Cet amendement visait en outre à répondre à une demande explicite de la HATVP elle-même, qui, dans son rapport d’octobre 2021, proposait – c’était sa proposition n° 10 – de « doter la Haute Autorité d’un pouvoir propre de sanction administrative en cas de manquement à l’obligation de dépôt […] d’une déclaration d’activités […], la sanction étant proportionnée à la gravité du manquement et à la situation de la personne poursuivie ».
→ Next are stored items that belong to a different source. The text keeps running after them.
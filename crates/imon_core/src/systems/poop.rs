use super::{is_dormant, whole_intervals};
use crate::config::Rules;
use chrono::{DateTime, Utc};
use imon_data::PetState;

/// A poop pile appears every `poop_interval_secs`, up to the pile limit.
pub fn apply(state: &mut PetState, now: DateTime<Utc>, rules: &Rules) {
    if is_dormant(state) {
        return;
    }
    let Some((ticks, advanced)) =
        whole_intervals(state.last_poop_at, now, rules.timing.poop_interval_secs)
    else {
        return;
    };

    let cap = rules.limits.max_poop_piles;
    let added = ticks.min(u64::from(cap)) as u8;
    state.poop_count = state.poop_count.saturating_add(added).min(cap);
    state.last_poop_at = advanced;
    tracing::debug!(ticks, poop = state.poop_count, "Poop piled up");
}
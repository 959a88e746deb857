//! Battles against wild opponents of the pet's stage.
//!
//! The round-based [`BattleSession`] is the main resolver; [`resolve_instant`]
//! settles a fight in a single roll.

pub mod engine;
pub mod height;
pub mod opponent;
pub mod power;
pub mod session;

pub use engine::{
    apply_result, can_battle, resolve_instant, resolve_round, BattleResult, RoundOutcome,
};
pub use height::AttackHeight;
pub use opponent::BattleOpponent;
pub use power::{battle_hp, battle_power, effective_power};
pub use session::{BattlePhase, BattleSession, RoundReport};
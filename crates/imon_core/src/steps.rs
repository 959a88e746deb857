use crate::config::Rules;

/// Free meals earned by walking `steps`.
#[must_use]
pub fn bonus_meals(steps: u64, rules: &Rules) -> u64 {
    steps
        .checked_div(rules.steps.steps_per_bonus_meal)
        .unwrap_or(0)
}
use super::{is_dormant, whole_intervals};
use crate::config::Rules;
use chrono::{DateTime, Utc};
use imon_data::PetState;

/// One strength heart is lost per `strength_interval_secs` of awake time.
pub fn apply(state: &mut PetState, now: DateTime<Utc>, rules: &Rules) {
    if is_dormant(state) {
        return;
    }
    let Some((ticks, advanced)) = whole_intervals(
        state.last_strength_decay_at,
        now,
        rules.timing.strength_interval_secs,
    ) else {
        return;
    };

    state.strength_hearts.decrement_by(ticks);
    state.last_strength_decay_at = advanced;
    tracing::debug!(
        ticks,
        strength = state.strength_hearts.value(),
        "Strength decayed"
    );
}

#[cfg(test)]
mod tests {
    use super::*;
    use chrono::{Duration, TimeZone};

    #[test]
    fn test_split_calls_match_single_call() {
        let rules = Rules::default();
        let t0 = Utc.with_ymd_and_hms(2024, 5, 1, 9, 0, 0).unwrap();

        let mut once = PetState::hatched(t0);
        apply(&mut once, t0 + Duration::seconds(10_000), &rules);

        let mut split = PetState::hatched(t0);
        for secs in [1_000, 3_599, 3_601, 7_000, 10_000] {
            apply(&mut split, t0 + Duration::seconds(secs), &rules);
        }

        assert_eq!(once.strength_hearts, split.strength_hearts);
        assert_eq!(once.last_strength_decay_at, split.last_strength_decay_at);
        assert_eq!(once.strength_hearts.value(), 2);
    }
}
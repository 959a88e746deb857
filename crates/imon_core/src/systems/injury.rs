use super::is_dormant;
use crate::config::Rules;
use chrono::{DateTime, Utc};
use imon_data::PetState;

/// A full set of poop piles injures the pet.
pub fn apply(state: &mut PetState, now: DateTime<Utc>, rules: &Rules) {
    if is_dormant(state) || state.is_injured {
        return;
    }
    if state.poop_count >= rules.limits.max_poop_piles {
        injure(state, now);
    }
}

/// Marks a fresh injury. Shared with the training side effects.
pub(crate) fn injure(state: &mut PetState, now: DateTime<Utc>) {
    state.is_injured = true;
    state.injured_at = Some(now);
    state.injury_count += 1;
    tracing::debug!(injuries = state.injury_count, "Pet injured");
}

#[cfg(test)]
mod tests {
    use super::*;
    use chrono::{Duration, TimeZone};

    fn t0() -> DateTime<Utc> {
        Utc.with_ymd_and_hms(2024, 5, 1, 9, 0, 0).unwrap()
    }

    #[test]
    fn test_full_poop_injures_once() {
        let rules = Rules::default();
        let mut pet = PetState::hatched(t0());
        pet.poop_count = 4;

        apply(&mut pet, t0(), &rules);
        assert!(pet.is_injured);
        assert_eq!(pet.injured_at, Some(t0()));
        assert_eq!(pet.injury_count, 1);

        apply(&mut pet, t0() + Duration::hours(1), &rules);
        assert_eq!(pet.injury_count, 1);
        assert_eq!(pet.injured_at, Some(t0()));
    }

    #[test]
    fn test_below_cap_is_fine() {
        let rules = Rules::default();
        let mut pet = PetState::hatched(t0());
        pet.poop_count = 3;
        apply(&mut pet, t0(), &rules);
        assert!(!pet.is_injured);
    }

    #[test]
    fn test_sleeping_pet_is_not_injured() {
        let rules = Rules::default();
        let mut pet = PetState::hatched(t0());
        pet.poop_count = 4;
        pet.is_sleeping = true;
        apply(&mut pet, t0(), &rules);
        assert!(!pet.is_injured);
    }
}
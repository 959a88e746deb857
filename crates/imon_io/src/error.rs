//! Error types for imon_io crate.
//!
//! Every storage failure surfaces as an [`IoError`]; the engine itself
//! never fails.

use thiserror::Error;

/// Main error type for imon_io operations.
#[derive(Error, Debug)]
pub enum IoError {
    /// File system errors
    #[error("File system error: {0}")]
    FileSystem(#[from] std::io::Error),

    /// JSON parsing errors
    #[error("JSON error: {0}")]
    Json(#[from] serde_json::Error),

    /// Validation errors
    #[error("Validation error: {0}")]
    Validation(String),

    /// Save written by a newer build
    #[error("Save file version {found} is newer than supported version {supported}")]
    UnsupportedVersion { found: u32, supported: u32 },

    /// Generic error with context
    #[error("{context}: {source}")]
    Context {
        context: String,
        source: Box<IoError>,
    },
}

/// Result type alias for imon_io operations.
pub type Result<T> = std::result::Result<T, IoError>;

impl IoError {
    #[must_use]
    pub fn validation<S: Into<String>>(msg: S) -> Self {
        Self::Validation(msg.into())
    }

    /// Wraps an error with additional context.
    #[must_use]
    pub fn with_context<S: Into<String>>(self, context: S) -> Self {
        Self::Context {
            context: context.into(),
            source: Box::new(self),
        }
    }
}
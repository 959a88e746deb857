use super::{is_dormant, whole_intervals};
use crate::config::Rules;
use chrono::{DateTime, Utc};
use imon_data::PetState;

/// One hunger heart is lost per `hunger_interval_secs` of awake time.
pub fn apply(state: &mut PetState, now: DateTime<Utc>, rules: &Rules) {
    if is_dormant(state) {
        return;
    }
    let Some((ticks, advanced)) = whole_intervals(
        state.last_hunger_decay_at,
        now,
        rules.timing.hunger_interval_secs,
    ) else {
        return;
    };

    state.hunger_hearts.decrement_by(ticks);
    state.last_hunger_decay_at = advanced;
    tracing::debug!(
        ticks,
        hunger = state.hunger_hearts.value(),
        "Hunger decayed"
    );
}
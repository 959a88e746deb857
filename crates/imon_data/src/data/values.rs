use serde::{Deserialize, Serialize};

/// Upper bound of a heart meter.
pub const MAX_HEARTS: u8 = 4;
/// Lightest a pet can get, in grams.
pub const MIN_WEIGHT: u16 = 5;
/// Heaviest a pet can get, in grams. Reaching it means overweight.
pub const MAX_WEIGHT: u16 = 99;

/// A 0..=4 heart meter used for hunger and strength.
///
/// Every constructor and mutator saturates, so the value can never leave
/// its range. Deserialization goes through [`StatHearts::new`] as well.
#[derive(Debug, Clone, Copy, PartialEq, Eq, Hash, PartialOrd, Ord, Serialize, Deserialize)]
#[serde(from = "i64", into = "i64")]
pub struct StatHearts(u8);

impl StatHearts {
    pub const EMPTY: Self = Self(0);
    pub const FULL: Self = Self(MAX_HEARTS);

    #[must_use]
    pub fn new(value: i64) -> Self {
        Self(value.clamp(0, i64::from(MAX_HEARTS)) as u8)
    }

    #[must_use]
    pub fn value(self) -> u8 {
        self.0
    }

    #[must_use]
    pub fn is_empty(self) -> bool {
        self.0 == 0
    }

    #[must_use]
    pub fn is_full(self) -> bool {
        self.0 == MAX_HEARTS
    }

    pub fn increment(&mut self) {
        self.0 = (self.0 + 1).min(MAX_HEARTS);
    }

    pub fn decrement(&mut self) {
        self.0 = self.0.saturating_sub(1);
    }

    /// Decrements `times` times. Equivalent to a loop of [`decrement`](Self::decrement)
    /// without iterating over huge catch-up counts.
    pub fn decrement_by(&mut self, times: u64) {
        let steps = times.min(u64::from(MAX_HEARTS)) as u8;
        self.0 = self.0.saturating_sub(steps);
    }
}

impl Default for StatHearts {
    fn default() -> Self {
        Self::FULL
    }
}

impl From<i64> for StatHearts {
    fn from(value: i64) -> Self {
        Self::new(value)
    }
}

impl From<StatHearts> for i64 {
    fn from(hearts: StatHearts) -> Self {
        i64::from(hearts.0)
    }
}

/// Body weight in grams, clamped to `MIN_WEIGHT..=MAX_WEIGHT`.
#[derive(Debug, Clone, Copy, PartialEq, Eq, Hash, PartialOrd, Ord, Serialize, Deserialize)]
#[serde(from = "i64", into = "i64")]
pub struct Weight(u16);

impl Weight {
    #[must_use]
    pub fn new(grams: i64) -> Self {
        Self(grams.clamp(i64::from(MIN_WEIGHT), i64::from(MAX_WEIGHT)) as u16)
    }

    #[must_use]
    pub fn grams(self) -> u16 {
        self.0
    }

    #[must_use]
    pub fn is_overweight(self) -> bool {
        self.0 >= MAX_WEIGHT
    }

    pub fn add(&mut self, grams: u16) {
        self.0 = self.0.saturating_add(grams).min(MAX_WEIGHT);
    }

    pub fn subtract(&mut self, grams: u16) {
        self.0 = self.0.saturating_sub(grams).max(MIN_WEIGHT);
    }
}

impl From<i64> for Weight {
    fn from(grams: i64) -> Self {
        Self::new(grams)
    }
}

impl From<Weight> for i64 {
    fn from(weight: Weight) -> Self {
        i64::from(weight.0)
    }
}
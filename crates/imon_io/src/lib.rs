//! # Imon IO
//!
//! Persistence layer for Imon pets.
//!
//! This crate provides:
//! - Structured error handling with custom error types
//! - JSON serialization helpers and atomic file writes
//! - The versioned save file envelope
//! - The [`PetStore`] contract with file-backed and in-memory stores

/// Error types and result aliases for I/O operations
pub mod error;
/// Versioned save file encoding and decoding
pub mod persistence;
/// Validated JSON helpers and atomic writes
pub mod serialization;
/// Pet stores
pub mod store;

pub use error::{IoError, Result};
pub use persistence::{decode_save, encode_save, SaveFile, CURRENT_SAVE_VERSION};
pub use serialization::{from_json, read_json_file, to_json, to_json_pretty, write_json_file};
pub use store::{JsonFileStore, MemoryStore, PetStore};
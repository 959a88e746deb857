use serde::{Deserialize, Serialize};

/// Evolution stage. Ordering follows the evolution order.
#[derive(Debug, Clone, Copy, PartialEq, Eq, Hash, PartialOrd, Ord, Serialize, Deserialize)]
#[serde(rename_all = "snake_case")]
pub enum Stage {
    Fresh,
    InTraining,
    Rookie,
    Champion,
    Ultimate,
}

impl Stage {
    pub const ALL: [Stage; 5] = [
        Stage::Fresh,
        Stage::InTraining,
        Stage::Rookie,
        Stage::Champion,
        Stage::Ultimate,
    ];

    /// Hit points a combatant of this stage starts a battle with.
    #[must_use]
    pub fn battle_hp(self) -> u32 {
        match self {
            Stage::Fresh => 1,
            Stage::InTraining => 2,
            Stage::Rookie => 3,
            Stage::Champion => 4,
            Stage::Ultimate => 5,
        }
    }

    #[must_use]
    pub fn display_name(self) -> &'static str {
        match self {
            Stage::Fresh => "Fresh",
            Stage::InTraining => "In-Training",
            Stage::Rookie => "Rookie",
            Stage::Champion => "Champion",
            Stage::Ultimate => "Ultimate",
        }
    }
}

/// Battle attribute. Vaccine beats virus, virus beats data, data beats vaccine.
#[derive(Debug, Clone, Copy, PartialEq, Eq, Hash, Serialize, Deserialize)]
#[serde(rename_all = "snake_case")]
pub enum Attribute {
    Vaccine,
    Virus,
    Data,
}

impl Attribute {
    pub const ALL: [Attribute; 3] = [Attribute::Vaccine, Attribute::Virus, Attribute::Data];

    #[must_use]
    pub fn has_advantage_over(self, other: Attribute) -> bool {
        matches!(
            (self, other),
            (Attribute::Vaccine, Attribute::Virus)
                | (Attribute::Virus, Attribute::Data)
                | (Attribute::Data, Attribute::Vaccine)
        )
    }
}

/// Every species a pet can be. Declaration order is catalogue order and is
/// used when picking random opponents.
#[derive(Debug, Clone, Copy, PartialEq, Eq, Hash, Serialize, Deserialize)]
#[serde(rename_all = "snake_case")]
pub enum Species {
    Botamon,
    Koromon,
    Agumon,
    Betamon,
    Greymon,
    Tyrannomon,
    Devimon,
    Meramon,
    Airdramon,
    Seadramon,
    Numemon,
    MetalGreymon,
    Mamemon,
    Monzaemon,
}

impl Species {
    pub const ALL: [Species; 14] = [
        Species::Botamon,
        Species::Koromon,
        Species::Agumon,
        Species::Betamon,
        Species::Greymon,
        Species::Tyrannomon,
        Species::Devimon,
        Species::Meramon,
        Species::Airdramon,
        Species::Seadramon,
        Species::Numemon,
        Species::MetalGreymon,
        Species::Mamemon,
        Species::Monzaemon,
    ];

    #[must_use]
    pub fn display_name(self) -> &'static str {
        match self {
            Species::Botamon => "Botamon",
            Species::Koromon => "Koromon",
            Species::Agumon => "Agumon",
            Species::Betamon => "Betamon",
            Species::Greymon => "Greymon",
            Species::Tyrannomon => "Tyrannomon",
            Species::Devimon => "Devimon",
            Species::Meramon => "Meramon",
            Species::Airdramon => "Airdramon",
            Species::Seadramon => "Seadramon",
            Species::Numemon => "Numemon",
            Species::MetalGreymon => "MetalGreymon",
            Species::Mamemon => "Mamemon",
            Species::Monzaemon => "Monzaemon",
        }
    }

    #[must_use]
    pub fn stage(self) -> Stage {
        match self {
            Species::Botamon => Stage::Fresh,
            Species::Koromon => Stage::InTraining,
            Species::Agumon | Species::Betamon => Stage::Rookie,
            Species::Greymon
            | Species::Tyrannomon
            | Species::Devimon
            | Species::Meramon
            | Species::Airdramon
            | Species::Seadramon
            | Species::Numemon => Stage::Champion,
            Species::MetalGreymon | Species::Mamemon | Species::Monzaemon => Stage::Ultimate,
        }
    }

    #[must_use]
    pub fn attribute(self) -> Attribute {
        match self {
            Species::Botamon | Species::Koromon => Attribute::Data,
            Species::Agumon => Attribute::Vaccine,
            Species::Betamon => Attribute::Virus,
            Species::Greymon => Attribute::Vaccine,
            Species::Tyrannomon => Attribute::Data,
            Species::Devimon => Attribute::Virus,
            Species::Meramon => Attribute::Data,
            Species::Airdramon => Attribute::Vaccine,
            Species::Seadramon => Attribute::Data,
            Species::Numemon => Attribute::Virus,
            Species::MetalGreymon => Attribute::Vaccine,
            Species::Mamemon => Attribute::Data,
            Species::Monzaemon => Attribute::Vaccine,
        }
    }

    #[must_use]
    pub fn base_power(self) -> u32 {
        match self {
            Species::Botamon => 5,
            Species::Koromon => 15,
            Species::Agumon => 40,
            Species::Betamon => 35,
            Species::Greymon => 90,
            Species::Tyrannomon => 75,
            Species::Devimon => 85,
            Species::Meramon => 70,
            Species::Airdramon => 80,
            Species::Seadramon => 78,
            Species::Numemon => 30,
            Species::MetalGreymon => 160,
            Species::Mamemon => 140,
            Species::Monzaemon => 130,
        }
    }

    /// Weight the pet is reset to when it evolves into this species.
    #[must_use]
    pub fn base_weight(self) -> u16 {
        match self.stage() {
            Stage::Fresh | Stage::InTraining => 10,
            Stage::Rookie => 20,
            Stage::Champion => 30,
            Stage::Ultimate => 40,
        }
    }

    /// Local hour (0-23) at which this species falls asleep.
    #[must_use]
    pub fn bedtime_hour(self) -> u32 {
        match self {
            Species::Botamon | Species::Koromon => 20,
            Species::Devimon | Species::MetalGreymon => 22,
            Species::Numemon => 19,
            Species::Agumon
            | Species::Betamon
            | Species::Greymon
            | Species::Tyrannomon
            | Species::Meramon
            | Species::Airdramon
            | Species::Seadramon
            | Species::Mamemon
            | Species::Monzaemon => 21,
        }
    }

    /// Local hour (0-23) at which this species wakes up.
    #[must_use]
    pub fn wake_hour(self) -> u32 {
        7
    }

    /// Whether `hour` falls inside this species' night.
    #[must_use]
    pub fn is_sleep_time(self, hour: u32) -> bool {
        hour >= self.bedtime_hour() || hour < self.wake_hour()
    }
}
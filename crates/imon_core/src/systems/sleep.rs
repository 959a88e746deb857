use crate::config::Rules;
use chrono::{DateTime, Duration, Utc};
use imon_data::PetState;

/// Puts the pet to bed and wakes it according to its species' hours.
///
/// A lights toggle made during the night leaves a marker behind. Once the
/// marker is older than the resolution delay, lights left on wake the pet
/// and lights left off send it back to sleep. Leaving the night window
/// always wins over a pending marker.
pub fn apply(state: &mut PetState, now: DateTime<Utc>, rules: &Rules) {
    if state.is_dead() || state.is_egg() {
        return;
    }

    let hour = rules.clock.local_hour(now);
    let should_sleep = state.species.is_sleep_time(hour);

    if let Some(toggled_at) = state.lights_toggled_during_sleep_at {
        if !should_sleep {
            if state.is_sleeping {
                wake(state);
            }
            state.lights_toggled_during_sleep_at = None;
            return;
        }

        let delay = Duration::seconds(
            i64::try_from(rules.timing.lights_toggle_resolution_secs).unwrap_or(i64::MAX),
        );
        if now - toggled_at >= delay {
            if state.lights_on {
                // The marker stays so the next pass doesn't put the pet straight back to bed.
                state.is_sleeping = false;
            } else {
                state.is_sleeping = true;
                state.lights_toggled_during_sleep_at = None;
            }
        }
        return;
    }

    if should_sleep && !state.is_sleeping {
        state.is_sleeping = true;
        state.lights_on = false;
        tracing::debug!(species = %state.species.display_name(), hour, "Fell asleep");
    } else if !should_sleep && state.is_sleeping {
        wake(state);
        tracing::debug!(species = %state.species.display_name(), hour, "Woke up");
    }
}

fn wake(state: &mut PetState) {
    state.is_sleeping = false;
    state.lights_on = true;
}
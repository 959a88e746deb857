use super::ActionOutcome;
use imon_data::PetState;

#[must_use]
pub fn can_heal(state: &PetState) -> bool {
    state.is_alive() && state.is_injured
}

/// Treats the current injury. The lifetime injury count is kept.
pub fn apply(state: &mut PetState) -> ActionOutcome {
    if !can_heal(state) {
        return ActionOutcome::Refused;
    }
    state.is_injured = false;
    state.injured_at = None;
    ActionOutcome::Applied
}
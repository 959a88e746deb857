use crate::rng::RandomSource;
use serde::{Deserialize, Serialize};

/// Where an attack is aimed. High beats medium, medium beats low, and low
/// beats high.
#[derive(Debug, Clone, Copy, PartialEq, Eq, Hash, Serialize, Deserialize)]
#[serde(rename_all = "snake_case")]
pub enum AttackHeight {
    High,
    Medium,
    Low,
}

impl AttackHeight {
    pub const ALL: [AttackHeight; 3] = [AttackHeight::High, AttackHeight::Medium, AttackHeight::Low];

    #[must_use]
    pub fn beats(self, other: AttackHeight) -> bool {
        matches!(
            (self, other),
            (AttackHeight::High, AttackHeight::Medium)
                | (AttackHeight::Medium, AttackHeight::Low)
                | (AttackHeight::Low, AttackHeight::High)
        )
    }

    pub fn random<R: RandomSource + ?Sized>(rng: &mut R) -> Self {
        let index = rng.next_int_in_range(0, Self::ALL.len() as i64 - 1);
        Self::ALL[index as usize]
    }
}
Ce périmètre nous apparaissait déjà particulièrement restreint, car il ne permettait pas une discussion globale sur les lobbies et les liens d’intérêts entre secteur public et secteur privé. Notre groupe est certes minoritaire, et nos positions, hélas ! parfois aussi. Mais le refus de discussion dont témoignent des décisions irrévocables d’irrecevabilité pénalise l’exercice démocratique qui est le nôtre.

Cela étant, nous sommes globalement favorables au texte et à ses mesures novatrices. La plupart des dispositions de cette proposition de loi sont d’ordre normatif, mais certaines d’entre elles revêtent un caractère réglementaire : elles ont donc pour objectif d’inciter le Gouvernement à modifier les règles déontologiques. C’est bien là que le bât blesse. Car, comme lors de la création de la HATVP, ce sont parfois les décrets qui ne suivent pas !

C’est pourquoi nous aurons à cœur de discuter du texte. Nous attendons du Gouvernement qu’il s’engage à réduire le recours excessif aux cabinets de conseil et à permettre à la HATVP de fonctionner correctement.

Notre groupe votera cette proposition de loi.